Informing the public about the risks of cannabis

A new NIH grant will help MU researcher Zachary Massey research how to effectively warn the public about health effects of cannabis by determining the most effective use of health warning labels on cannabis products.

zachary massey
Zachary Massey

Dec. 14, 2023
Contact: Pate McCuien, 573-882-4870,

COLUMBIA, MISSOURI – The marijuana and cannabis industry is booming. In fact, industry research group New Frontier Data projects that annual sales will exceed $72 billion by 2030. As the culture around cannabis expands, one University of Missouri researcher is working to ensure recreational users, or non-medicinal users, are aware of the possible risks of use.  

Despite being legal in many states, cannabis is still classified as an illegal substance by the federal government. This means regulations for warning consumers are left to each state to decide. Additionally, due to a lack of significant research on the impacts of the substance on the body, public polling has shown that people in the US often overestimate the drug’s therapeutic effects and underestimate its negative effects.

MU communications expert Zachary Massey is stepping up to use his expertise to help clear confusion. Massey recently secured a groundbreaking five-year grant of more than $800,000 from the National Institutes of Health (NIH) and the National Institute on Drug Abuse (NIDA), — the largest ever awarded to a Missouri School of Journalism professor by the NIH.

“The warning messaging on the cannabis products varies widely from state to state, and my suspicion is that this is adding to misperceptions,” Massey said. “Warning labels in, say, Alaska, could present a completely different set of risks than the warning labels in Oklahoma. The ultimate goal is to determine the best way to communicate the risks of cannabis identify the best strategies for warning people about the risks of use.”

Massey, an assistant professor at the Missouri School of Journalism, will lean on the expertise of his peers at the University of Missouri — specifically in topics including substance use and addiction — to learn more about cannabis and addiction science. He’ll also conduct a five-year research project that includes focus group surveys and a series of experiments with national samples.     

Focus groups, which will begin later this month, will gather data on how people understand the risks and benefits of using cannabis. Massey’s team will then create their own warning labels and complete a national experiment to test the revised versions of warning messages. That information will be used to determine what messaging startegies work best, and the warning labels will be finalized and ultimately used in a much larger, randomized clinical trial.

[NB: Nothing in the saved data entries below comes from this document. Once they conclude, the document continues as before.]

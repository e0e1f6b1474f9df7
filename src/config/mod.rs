//! Configuration module for rostr
//!
//! Manages application configuration: server endpoints, paging defaults
//! and the download location. Configuration is stored in the user's
//! config directory.

use config::{Config, ConfigError, File, FileFormat};
use serde::{Deserialize, Serialize};
use std::fs;
use std::path::PathBuf;

fn default_base_url() -> String {
    "http://localhost:3000".to_string()
}

const fn default_page_size() -> u32 {
    5
}

/// Application configuration structure
#[derive(Debug, Serialize, Deserialize, Clone)]
pub struct RostrConfig {
    /// Base URL of the record API server
    #[serde(default = "default_base_url")]
    pub base_url: String,

    /// Base URL of the web UI for edit/create navigation (defaults to `base_url`)
    #[serde(default)]
    pub web_url: Option<String>,

    /// Records per page when the CLI does not say otherwise
    #[serde(default = "default_page_size")]
    pub page_size: u32,

    /// Where exported files are saved (defaults to the current directory)
    #[serde(default)]
    pub download_dir: Option<PathBuf>,

    /// Suppress informational output by default
    #[serde(default)]
    pub quiet: bool,
}

impl Default for RostrConfig {
    fn default() -> Self {
        Self {
            base_url: default_base_url(),
            web_url: None,
            page_size: default_page_size(),
            download_dir: None,
            quiet: false,
        }
    }
}

impl RostrConfig {
    /// Get the path to the config file
    ///
    /// # Errors
    ///
    /// Returns `ConfigError` if the system config directory cannot be determined.
    pub fn config_path() -> Result<PathBuf, ConfigError> {
        let config_dir = dirs::config_dir().ok_or_else(|| {
            ConfigError::Message("Could not determine config directory".to_string())
        })?;

        Ok(config_dir.join("rostr").join("config.toml"))
    }

    /// Load configuration from file, creating default if it doesn't exist
    ///
    /// # Errors
    ///
    /// Returns `ConfigError` if the config file cannot be read, parsed, or created.
    pub fn load() -> Result<Self, ConfigError> {
        let config_path = Self::config_path()?;

        if !config_path.exists() {
            let default_config = Self::default();
            default_config.save()?;
            return Ok(default_config);
        }

        let settings = Config::builder()
            .add_source(File::from(config_path).format(FileFormat::Toml))
            .build()?;

        settings.try_deserialize()
    }

    /// Save configuration to file
    ///
    /// # Errors
    ///
    /// Returns `ConfigError` if the config directory cannot be created or the
    /// file cannot be written.
    pub fn save(&self) -> Result<(), ConfigError> {
        let config_path = Self::config_path()?;

        if let Some(parent) = config_path.parent() {
            fs::create_dir_all(parent).map_err(|e| {
                ConfigError::Message(format!("Failed to create config directory: {e}"))
            })?;
        }

        let toml_string = toml::to_string_pretty(self)
            .map_err(|e| ConfigError::Message(format!("Failed to serialize config: {e}")))?;

        fs::write(&config_path, toml_string)
            .map_err(|e| ConfigError::Message(format!("Failed to write config file: {e}")))?;

        Ok(())
    }

    /// Web UI base URL, falling back to the API base
    #[must_use]
    pub fn web_url(&self) -> &str {
        self.web_url.as_deref().unwrap_or(&self.base_url)
    }

    /// Download directory, falling back to the current directory
    #[must_use]
    pub fn download_dir(&self) -> PathBuf {
        self.download_dir
            .clone()
            .unwrap_or_else(|| PathBuf::from("."))
    }

    /// Apply a `key=value` setting from the `config set` command
    ///
    /// # Errors
    ///
    /// Returns `ConfigError` for unknown keys or unparseable values.
    pub fn apply_setting(&mut self, setting: &str) -> Result<(), ConfigError> {
        let Some((key, value)) = setting.split_once('=') else {
            return Err(ConfigError::Message(
                "Invalid format. Use: rostr config set key=value".to_string(),
            ));
        };

        let key = key.trim();
        let value = value.trim();

        match key {
            "base_url" => self.base_url = value.to_string(),
            "web_url" => {
                self.web_url = if value.is_empty() {
                    None
                } else {
                    Some(value.to_string())
                };
            }
            "page_size" => {
                let parsed = value.parse::<u32>().map_err(|_| {
                    ConfigError::Message(format!(
                        "Invalid value for page_size: '{value}'. Use a positive integer"
                    ))
                })?;
                if parsed == 0 {
                    return Err(ConfigError::Message(
                        "page_size must be greater than zero".to_string(),
                    ));
                }
                self.page_size = parsed;
            }
            "download_dir" => {
                self.download_dir = if value.is_empty() {
                    None
                } else {
                    Some(PathBuf::from(value))
                };
            }
            "quiet" => {
                self.quiet = value.parse::<bool>().map_err(|_| {
                    ConfigError::Message(format!(
                        "Invalid value for quiet: '{value}'. Use 'true' or 'false'"
                    ))
                })?;
            }
            _ => {
                return Err(ConfigError::Message(format!(
                    "Unknown configuration key: '{key}'. Available keys: base_url, web_url, page_size, download_dir, quiet"
                )));
            }
        }
        Ok(())
    }

    /// Read a value for the `config get` command
    ///
    /// # Errors
    ///
    /// Returns `ConfigError` for unknown keys.
    pub fn get_value(&self, key: &str) -> Result<String, ConfigError> {
        match key {
            "base_url" => Ok(self.base_url.clone()),
            "web_url" => Ok(self.web_url().to_string()),
            "page_size" => Ok(self.page_size.to_string()),
            "download_dir" => Ok(self.download_dir().display().to_string()),
            "quiet" => Ok(self.quiet.to_string()),
            _ => Err(ConfigError::Message(format!(
                "Unknown configuration key: '{key}'. Available keys: base_url, web_url, page_size, download_dir, quiet"
            ))),
        }
    }
}

#[cfg(test)]
mod tests {
    use super::*;

    #[test]
    fn test_defaults() {
        let config = RostrConfig::default();

        assert_eq!(config.base_url, "http://localhost:3000");
        assert_eq!(config.web_url(), "http://localhost:3000");
        assert_eq!(config.page_size, 5);
        assert_eq!(config.download_dir(), PathBuf::from("."));
        assert!(!config.quiet);
    }

    #[test]
    fn test_apply_setting_round_trip() {
        let mut config = RostrConfig::default();

        config.apply_setting("page_size=25").unwrap();
        config
            .apply_setting("base_url=http://api.internal:8080")
            .unwrap();
        config.apply_setting("quiet=true").unwrap();

        assert_eq!(config.get_value("page_size").unwrap(), "25");
        assert_eq!(
            config.get_value("base_url").unwrap(),
            "http://api.internal:8080"
        );
        assert_eq!(config.get_value("quiet").unwrap(), "true");
    }

    #[test]
    fn test_apply_setting_rejects_bad_input() {
        let mut config = RostrConfig::default();

        assert!(config.apply_setting("page_size=zero").is_err());
        assert!(config.apply_setting("page_size=0").is_err());
        assert!(config.apply_setting("no-equals-sign").is_err());
        assert!(config.apply_setting("unknown=1").is_err());
    }

    #[test]
    fn test_web_url_falls_back_to_base() {
        let mut config = RostrConfig::default();
        assert_eq!(config.web_url(), config.base_url);

        config.apply_setting("web_url=http://admin.local").unwrap();
        assert_eq!(config.web_url(), "http://admin.local");
    }

    #[test]
    fn test_clearing_optional_keys() {
        let mut config = RostrConfig::default();
        config.apply_setting("download_dir=/tmp/exports").unwrap();
        assert_eq!(config.download_dir(), PathBuf::from("/tmp/exports"));

        config.apply_setting("download_dir=").unwrap();
        assert_eq!(config.download_dir(), PathBuf::from("."));
    }
}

Massey said this research is important for the overall safety of the general public and that warning labels can, at times, be one of the best ways to get information to people.

“I’ve always been interested in the best ways to communicate health and risk information to the public,” Massey said. "Putting effective warnings on product packaging makes it much more likely that the consumer reads the information at the time of purchase and every time they use the product. This way, people can make more informed decisions about what they are putting in their body.” Massey’s mentorship team includes Brett Froeliger, the director of the Cognitive Neuroscience Systems Core Facility and professor in Psychiatry at MU; Dave Hammond, a professor at the University of Waterloo in Canada; Lucy Popova, an associate professor in the School of Public Health at Georgia State University; Shelly Rodgers, the Maxine Wilson Gregory Chair in Journalism Research in the Missouri School of Journalism; and Jim Thrasher, a professor in the Department of Health Promotion, Education and Behavior at the University of South Carolina.